Statistical analysis will be performed using RevMan V.5.4 software. Continuous variables will be summarised as mean differences with 95% CIs, while dichotomous variables will be presented as risk ratios with 95% CIs. The I2 test will be used to determine the statistical heterogeneity. According to the statistical heterogeneity, we will synthesise the data either by a fixed-effect model (I2<50%) or by a random-effect model (I2>50%). Subgroup analysis and meta-regression will be used to identify the source of heterogeneity if I2 is >50%. Sensitivity analyses will be further conducted to assess whether the pooled results are reliable. A p value of <0.05 indicated statistical significance. The Grading of Recommendation, Assessment, Development and Evaluation (GRADE) approach will be applied to assess the quality of the evidence for each outcome.

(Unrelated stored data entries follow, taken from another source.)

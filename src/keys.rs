use std::fmt::{Display, Formatter};

/// The file name component of an object key.
#[derive(Debug, Clone, Copy)]
pub enum FileName<'a> {
    /// `{hash}_{size}.{format}`
    Variant {
        hash: &'a str,
        size_name: &'a str,
        format: &'a str,
    },

    /// `{hash}{ext}`, the extension includes its leading dot.
    Original { hash: &'a str, ext: &'a str },
}

impl<'a> Display for FileName<'a> {
    fn fmt(&self, f: &mut Formatter<'_>) -> std::fmt::Result {
        match self {
            Self::Variant {
                hash,
                size_name,
                format,
            } => write!(f, "{}_{}.{}", hash, size_name, format),
            Self::Original { hash, ext } => write!(f, "{}{}", hash, ext),
        }
    }
}

/// Joins the optional root path with the file name.
pub fn to_key(root_path: Option<&str>, name: &FileName) -> String {
    match root_path.filter(|p| !p.is_empty()) {
        Some(root) => format!("{}/{}", root, name),
        None => name.to_string(),
    }
}

#[inline]
pub fn to_url(base_url: &str, key: &str) -> String {
    format!("{}/{}", base_url, key)
}

/// The exact inverse of `to_url`.
///
/// Returns `None` for URLs which do not live under `base_url`, those
/// objects are not owned by this store.
pub fn to_key_from_url<'a>(base_url: &str, url: &'a str) -> Option<&'a str> {
    url.strip_prefix(base_url)?.strip_prefix('/')
}

/// An explicitly configured base URL is used verbatim, otherwise
/// the store's own public URL is.
pub fn resolve_base_url(explicit: Option<&str>, store_default: impl FnOnce() -> String) -> String {
    match explicit {
        Some(url) => url.to_string(),
        None => store_default(),
    }
}
use std::path::PathBuf;
use std::sync::Arc;

use serde::Deserialize;

use crate::storage::ObjectStore;

#[derive(Debug, Clone, Deserialize)]
#[serde(rename_all = "lowercase")]
pub enum BackendConfigs {
    S3 {
        bucket: String,
        region: String,

        #[serde(default)]
        /// A custom endpoint for S3 compatible stores.
        endpoint: Option<String>,

        #[serde(default)]
        access_key: Option<String>,

        #[serde(default)]
        secret_key: Option<String>,
    },
    FileSystem {
        directory: PathBuf,
    },
}

impl BackendConfigs {
    pub fn connect(&self) -> anyhow::Result<Arc<dyn ObjectStore>> {
        match self {
            Self::S3 {
                bucket,
                region,
                endpoint,
                access_key,
                secret_key,
            } => {
                let backend = super::blob_storage::BlobStorageBackend::new(
                    bucket.clone(),
                    region.clone(),
                    endpoint.clone(),
                    access_key.as_deref(),
                    secret_key.as_deref(),
                )?;
                Ok(Arc::new(backend))
            },
            Self::FileSystem { directory } => {
                Ok(Arc::new(super::filesystem::FileSystemBackend::new(directory.clone())))
            },
        }
    }
}
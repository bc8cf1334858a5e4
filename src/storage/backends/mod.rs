pub mod blob_storage;
pub mod filesystem;
mod register;

pub use register::BackendConfigs;
use std::str::FromStr;
use std::sync::Arc;

use anyhow::anyhow;
use bytes::Bytes;
use hashbrown::HashMap;
use image::DynamicImage;

use crate::config::ImageKind;
use crate::error::PipelineError;

pub mod encoder;
pub mod plan;
pub mod resizer;

pub use encoder::{Codec, VariantCodec};
pub use plan::{VariantPlan, VariantSpec};

/// A planned variant with its encoded data.
#[derive(Debug, Clone)]
pub struct RenderedVariant {
    pub spec: VariantSpec,
    pub buffer: Bytes,
}

/// Renders every variant of `plan` from the `data` source image.
///
/// Each variant is resized and encoded on the rayon pool independently.
/// The batch is all-or-nothing: if any single variant fails the whole
/// call fails and none of the rendered buffers are returned.
///
/// The returned variants follow the order of the plan.
pub fn render(data: &[u8], plan: &VariantPlan) -> Result<Vec<RenderedVariant>, PipelineError> {
    if plan.is_empty() {
        return Ok(vec![]);
    }

    let original_image = Arc::new(image::load_from_memory(data)?);

    let (tx, rx) = crossbeam::channel::bounded(plan.len());
    for (idx, spec) in plan.iter().enumerate() {
        let local_tx = tx.clone();
        let local = original_image.clone();
        let spec = spec.clone();
        rayon::spawn(move || {
            let result = render_one(&local, &spec);
            let _ = local_tx.send((idx, spec.key, result));
        });
    }

    // Needed to prevent deadlock.
    drop(tx);

    let mut buffers = HashMap::with_capacity(plan.len());
    while let Ok((idx, key, result)) = rx.recv() {
        let buff = result.map_err(|e| PipelineError::render(key, e))?;
        buffers.insert(idx, buff);
    }

    let mut finished = Vec::with_capacity(plan.len());
    for (idx, spec) in plan.iter().enumerate() {
        let buffer = buffers.remove(&idx).ok_or(PipelineError::RenderAborted)?;
        finished.push(RenderedVariant {
            spec: spec.clone(),
            buffer,
        });
    }

    Ok(finished)
}

/// Runs `render` on the blocking pool so async callers are not stalled.
pub async fn render_async(
    data: Bytes,
    plan: VariantPlan,
) -> Result<Vec<RenderedVariant>, PipelineError> {
    tokio::task::spawn_blocking(move || render(&data, &plan))
        .await
        .map_err(|_| PipelineError::RenderAborted)?
}

fn render_one(img: &DynamicImage, spec: &VariantSpec) -> anyhow::Result<Bytes> {
    let kind = ImageKind::from_str(&spec.format)
        .map_err(|_| anyhow!("Unsupported image format {:?}", spec.format))?;

    let codec = Codec::new(kind, &spec.options);

    // Checked up front so oversized variants are never resized at all.
    let height = resizer::target_height(img.width(), img.height(), spec.width);
    codec.check_dimensions(spec.width, height)?;

    let resized = resizer::resize_to_width(img, spec.width)?;
    codec.encode(&resized)
}
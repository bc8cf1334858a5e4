pub mod backends;
pub mod template;

pub use template::{DeleteAck, ObjectStore};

Patient and public involvement

None.

Ethics and dissemination

Ethical approval is not required for this protocol. We will submit the results to a peer-reviewed journal when finished.

Discussion

Currently, several meta-analyses have provided synthesised evidence that the flipped classroom teaching model is superior to traditional methods for education in various disciplines.3–5 20–24 An increasing number of studies have recently investigated the effects of the flipped classroom teaching model on anaesthesiology residents. However, no systematic reviews or meta-analyses are currently available; therefore, we aim to perform this protocol of systematic review and meta-analysis to determine whether the flipped classroom teaching model is better than traditional methods in education for anaesthesiology residents. Several limitations should be considered. First, high heterogeneity might exist among the included studies because of differences in the study region, study duration, learning content, outcome assessment criterion, skill performance type and educational level. Therefore, subgroup analysis and meta-regression will be conducted to explore the source of heterogeneity and determine the influence of different factors on the effects of the flipped classroom teaching model on anaesthesiology residents. Second, the number of included RCTs and the sample size might be relatively small, which will influence the reliability of the pooled results; therefore, we will use the GRADE approach to assess the quality of evidence for each outcome. Finally, we will only include studies written in English or Chinese, which can cause a high publication bias.